--- TASK DETAILS ---
Pull every line containing the word "SeededRandom" from the records.

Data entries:
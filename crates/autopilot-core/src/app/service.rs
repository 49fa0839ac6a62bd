//! PipelineService - アクション適用の境界
//!
//! 呼び出し側（ポーリングクライアント、orchestrator の worker）は
//! すべてここを通して state machine を動かします。
//! アクションの中身（理由、validation check、出力データ）はここで組み立て、
//! store のロック内で `machine::apply` と置き換えを一度に行います。

use std::sync::Arc;

use crate::domain::{Action, ActionKind, ActionParams, Task, TaskId};
use crate::error::PipelineError;
use crate::machine;
use crate::outcome::payload::{certificate_label, failing_checks, not_ready_checks};
use crate::outcome::{EnrichedData, OutcomeGenerator, PlannedAction};
use crate::ports::Clock;
use crate::store::TaskStore;

const DEFAULT_REJECTION_REASON: &str = "Rejected during manual review";

pub struct PipelineService {
    store: Arc<TaskStore>,
    generator: Arc<OutcomeGenerator>,
    clock: Arc<dyn Clock>,
}

impl PipelineService {
    pub fn new(store: Arc<TaskStore>, generator: Arc<OutcomeGenerator>, clock: Arc<dyn Clock>) -> Self {
        Self {
            store,
            generator,
            clock,
        }
    }

    pub fn store(&self) -> &Arc<TaskStore> {
        &self.store
    }

    pub fn generator(&self) -> &Arc<OutcomeGenerator> {
        &self.generator
    }

    /// RPC entry point: `apply_action(task_id, "fail", {failureStep})`.
    ///
    /// # Errors
    /// - `NotFound`: unknown task id.
    /// - `BadRequest`: unknown action or step name, or an action invalid for the
    ///   task's current status.
    pub async fn apply_named_action(
        &self,
        task_id: &TaskId,
        action: &str,
        params: &ActionParams,
    ) -> Result<Task, PipelineError> {
        let kind: ActionKind = action.parse()?;
        self.apply_action(task_id, kind, params).await
    }

    pub async fn apply_action(
        &self,
        task_id: &TaskId,
        kind: ActionKind,
        params: &ActionParams,
    ) -> Result<Task, PipelineError> {
        let now = self.clock.now();
        let updated = self
            .store
            .update_task(task_id, |task| {
                let action = self.build_action(kind, params, task)?;
                machine::apply(task, &action, now)
            })
            .await?;
        tracing::debug!(task_id = %task_id, action = %kind, status = %updated.status, "action applied");
        Ok(updated)
    }

    /// Applies an already materialised action.
    pub async fn apply(&self, task_id: &TaskId, action: &Action) -> Result<Task, PipelineError> {
        let now = self.clock.now();
        self.store
            .update_task(task_id, |task| machine::apply(task, action, now))
            .await
    }

    /// Applies the next step of a worker's plan. The payload is built from the
    /// stored task under the lock, so `CompleteStep` always targets the step
    /// that is current at that moment.
    pub async fn apply_planned(
        &self,
        task_id: &TaskId,
        planned: PlannedAction,
        data: &EnrichedData,
    ) -> Result<Task, PipelineError> {
        let now = self.clock.now();
        self.store
            .update_task(task_id, |task| {
                let action = self.generator.materialize(planned, task, data);
                machine::apply(task, &action, now)
            })
            .await
    }

    fn build_action(
        &self,
        kind: ActionKind,
        params: &ActionParams,
        task: &Task,
    ) -> Result<Action, PipelineError> {
        let action = match kind {
            ActionKind::Start => Action::Start,
            ActionKind::CompleteStep => self.generator.materialize(
                PlannedAction::CompleteStep,
                task,
                &self.generator.enriched_data(task),
            ),
            ActionKind::Fail => {
                let step = params.failure_step_or_default()?;
                let reason = params
                    .reason
                    .clone()
                    .unwrap_or_else(|| self.generator.failure_reason(step));
                let data = self.generator.enriched_data(task);
                Action::Fail {
                    step,
                    checks: failing_checks(step, &reason, &data),
                    reasons: vec![reason],
                }
            }
            ActionKind::Complete => Action::Complete {
                certificate: certificate_label(&self.generator.enriched_data(task)),
            },
            ActionKind::NotReady => {
                let step = params.step_or_default()?;
                Action::NotReady {
                    step,
                    checks: not_ready_checks(step),
                }
            }
            ActionKind::ReviewRequired => self.generator.materialize(
                PlannedAction::RequireReview,
                task,
                &self.generator.enriched_data(task),
            ),
            ActionKind::Approve => Action::Approve,
            ActionKind::Reject => Action::Reject {
                reason: params
                    .reason
                    .clone()
                    .unwrap_or_else(|| DEFAULT_REJECTION_REASON.to_string()),
            },
            ActionKind::Retry => Action::Retry,
        };
        Ok(action)
    }
}

#[cfg(test)]
mod tests {
    use super::*;
    use crate::config::SimulationProfile;
    use crate::domain::{StepStatus, TaskRow, TaskStatus};
    use crate::ports::{FixedClock, SeededRandom, SequentialIdGenerator};
    use chrono::{TimeZone, Utc};

    async fn service_with_task(le_id: &str) -> (PipelineService, TaskId) {
        let clock: Arc<dyn Clock> =
            Arc::new(FixedClock::new(Utc.with_ymd_and_hms(2024, 1, 1, 12, 0, 0).unwrap()));
        let store = Arc::new(TaskStore::new(
            Arc::new(SequentialIdGenerator::new()),
            Arc::clone(&clock),
        ));
        let receipt = store
            .ingest_rows("January", vec![TaskRow::new("ORG-1", "CMP-1", le_id)])
            .await
            .unwrap();
        let generator = Arc::new(OutcomeGenerator::new(
            Arc::new(SeededRandom::new(9)),
            SimulationProfile::default(),
        ));
        let service = PipelineService::new(store, generator, clock);
        (service, receipt.task_ids[0].clone())
    }

    #[tokio::test]
    async fn le_099_scenario_through_named_actions() {
        let (service, id) = service_with_task("LE-099").await;
        let none = ActionParams::default();

        let task = service.apply_named_action(&id, "start", &none).await.unwrap();
        assert_eq!(task.status, TaskStatus::Processing);
        assert!(task.steps[0].started_at.is_some());

        let task = service
            .apply_named_action(&id, "complete-step", &none)
            .await
            .unwrap();
        assert_eq!(task.steps[0].status, StepStatus::Completed);
        assert!(task.steps[1].started_at.is_some());

        let task = service
            .apply_named_action(&id, "fail", &ActionParams::failure_step("tax-submission"))
            .await
            .unwrap();
        assert_eq!(task.status, TaskStatus::Failed);
        assert_eq!(task.steps[2].status, StepStatus::Failed);
        assert!(!task.steps[2].error_reasons.is_empty());
        assert_eq!(task.steps[3].status, StepStatus::Pending);

        let stored = service.store().get_task(&id).await.unwrap();
        assert_eq!(stored, task);
    }

    #[tokio::test]
    async fn fail_without_step_defaults_to_tax_submission() {
        let (service, id) = service_with_task("LE-001").await;
        let none = ActionParams::default();
        service.apply_named_action(&id, "start", &none).await.unwrap();

        let task = service.apply_named_action(&id, "fail", &none).await.unwrap();
        assert_eq!(task.steps[2].status, StepStatus::Failed);
    }

    #[tokio::test]
    async fn invalid_requests_are_typed_errors() {
        let (service, id) = service_with_task("LE-001").await;
        let none = ActionParams::default();

        let err = service
            .apply_named_action(&id, "complete-step", &none)
            .await
            .unwrap_err();
        assert!(matches!(err, PipelineError::BadRequest(_)));

        let err = service.apply_named_action(&id, "explode", &none).await.unwrap_err();
        assert!(matches!(err, PipelineError::BadRequest(_)));

        let err = service
            .apply_named_action(&TaskId::from("task-404"), "start", &none)
            .await
            .unwrap_err();
        assert!(matches!(err, PipelineError::NotFound { .. }));

        // a rejected request leaves the task as it was
        let task = service.store().get_task(&id).await.unwrap();
        assert_eq!(task.status, TaskStatus::Pending);
    }

    #[tokio::test]
    async fn reject_uses_given_reason() {
        let (service, id) = service_with_task("LE-001").await;
        let none = ActionParams::default();
        service.apply_named_action(&id, "start", &none).await.unwrap();
        service
            .apply_named_action(&id, "review-required", &none)
            .await
            .unwrap();

        let params = ActionParams {
            reason: Some("Wrong tax period".to_string()),
            ..ActionParams::default()
        };
        let task = service.apply_named_action(&id, "reject", &params).await.unwrap();
        assert_eq!(task.status, TaskStatus::Rejected);
        assert_eq!(task.steps[2].error_reasons, vec!["Wrong tax period".to_string()]);
    }
}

--- SOLUTION TO THIS PROBLEM ---
    use crate::ports::{FixedClock, SeededRandom, SequentialIdGenerator};
            Arc::new(SeededRandom::new(9)),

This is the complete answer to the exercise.